Proposta que restringe divulgação de imagens de vítimas de crime ou de acidente vai ao Plenário
A CCJ aprovou um projeto (PL 1242/2026) que criminaliza o registro ou a divulgação não autorizada de imagens que identifiquem vítimas de crimes ou acidentes, bem como de cadáveres. O texto altera o Código Civil para prever que o registro ou a divulgação de imagens de vítimas de crimes ou acidentes e de cadáveres poderão ser proibidos quando atingirem a honra da pessoa retratada ou tiverem finalidade comercial. O projeto segue para votação em Plenário.

Transcrição
A Comissão de Constituição e Justiça aprovou um projeto que criminaliza o registro ou a divulgação não autorizada de imagens que identifiquem vítimas de crimes ou acidentes, bem como de cadáveres. De autoria da deputada Laura Carneiro, do PSD do Rio de Janeiro, o texto altera o Código Civil para prever que o registro ou a divulgação de imagens de vítimas de crimes ou acidentes e de cadáveres poderão ser proibidos quando atingirem a honra da pessoa retratada ou tiverem finalidade comercial.

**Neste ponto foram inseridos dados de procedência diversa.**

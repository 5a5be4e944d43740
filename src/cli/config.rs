//! Configuration file support.

use anyhow::{Context, Result};
use serde::Deserialize;
use std::path::PathBuf;

/// Environment variable overriding the notes directory.
pub const NOTES_PATH_ENV: &str = "NOTES_PATH";

/// Application configuration loaded from config file.
#[derive(Debug, Default, Deserialize)]
pub struct Config {
    /// Default notes directory
    pub dir: Option<PathBuf>,

    /// Editor command for editing notes
    pub editor: Option<String>,
}

impl Config {
    /// Load configuration from the default config file location.
    ///
    /// Returns default config if the file doesn't exist.
    pub fn load() -> Result<Self> {
        let config_path = Self::config_path();

        if !config_path.exists() {
            return Ok(Self::default());
        }

        let contents = std::fs::read_to_string(&config_path)
            .with_context(|| format!("failed to read config file: {}", config_path.display()))?;

        toml::from_str(&contents)
            .with_context(|| format!("failed to parse config file: {}", config_path.display()))
    }

    /// Returns the path to the config file.
    ///
    /// Default: `~/.config/notes/config.toml`
    pub fn config_path() -> PathBuf {
        dirs::config_dir()
            .unwrap_or_else(|| PathBuf::from("."))
            .join("notes")
            .join("config.toml")
    }

    /// Resolve the notes directory.
    ///
    /// Precedence order:
    /// 1. CLI `--dir` argument
    /// 2. `NOTES_PATH` environment variable, if non-empty
    /// 3. Config file `dir` setting
    /// 4. Platform default (see [`default_notes_dir`])
    pub fn notes_dir(&self, cli_dir: Option<&PathBuf>) -> PathBuf {
        let env_dir = std::env::var_os(NOTES_PATH_ENV).map(PathBuf::from);
        self.resolve_notes_dir(cli_dir, env_dir)
    }

    fn resolve_notes_dir(&self, cli_dir: Option<&PathBuf>, env_dir: Option<PathBuf>) -> PathBuf {
        cli_dir
            .cloned()
            .or_else(|| env_dir.filter(|p| !p.as_os_str().is_empty()))
            .or_else(|| self.dir.clone())
            .unwrap_or_else(default_notes_dir)
    }

    /// Resolve the editor command.
    ///
    /// Precedence order:
    /// 1. Config file `editor` setting
    /// 2. $EDITOR environment variable
    /// 3. $VISUAL environment variable
    /// 4. "vi" as fallback
    pub fn editor(&self) -> String {
        self.editor
            .clone()
            .or_else(|| std::env::var("EDITOR").ok())
            .or_else(|| std::env::var("VISUAL").ok())
            .unwrap_or_else(|| "vi".to_string())
    }
}

/// Returns the platform-conventional notes directory.
///
/// `~/Documents/Notes` on macOS and Windows, `~/Notes` elsewhere, and
/// `./notes` when the home directory is unknown.
pub fn default_notes_dir() -> PathBuf {
    match dirs::home_dir() {
        Some(home) if cfg!(any(target_os = "macos", target_os = "windows")) => {
            home.join("Documents").join("Notes")
        }
        Some(home) => home.join("Notes"),
        None => PathBuf::from("./notes"),
    }
}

Atualmente, a legislação já prevê restrições para a divulgação de escritos e imagens de uma pessoa nessas situações.
A proposta também modifica o Código Penal para tipificar como crime o registro ou a divulgação, sem justa causa, de imagem que identifique vítima de crime ou de acidente, ou de cadáver. O texto aprovado estabelece que não haverá crime quando a divulgação for necessária à administração da Justiça, atender a interesse público devidamente justificado ou ocorrer com o consentimento da vítima. O relator, senador Marcelo Castro, do MDB do Piauí , falou sobre o fato que motivou a apresentação do projeto:
(senador Marcelo Castro) "Foi o acidente que aconteceu com a cantora Marília Mendonça, que foi filmada a imagem dela, foi divulgado, isso causou um grande trauma, e esse projeto visa exatamente a proteger essas imagens de pessoas que são vítimas de acidente ou de violência".
O texto alternativo de Marcelo Castro altera ainda a pena prevista no texto original. Em vez de reclusão, a punição passa a ser de detenção de seis meses a dois anos e multa. A proposta segue agora para o Plenário.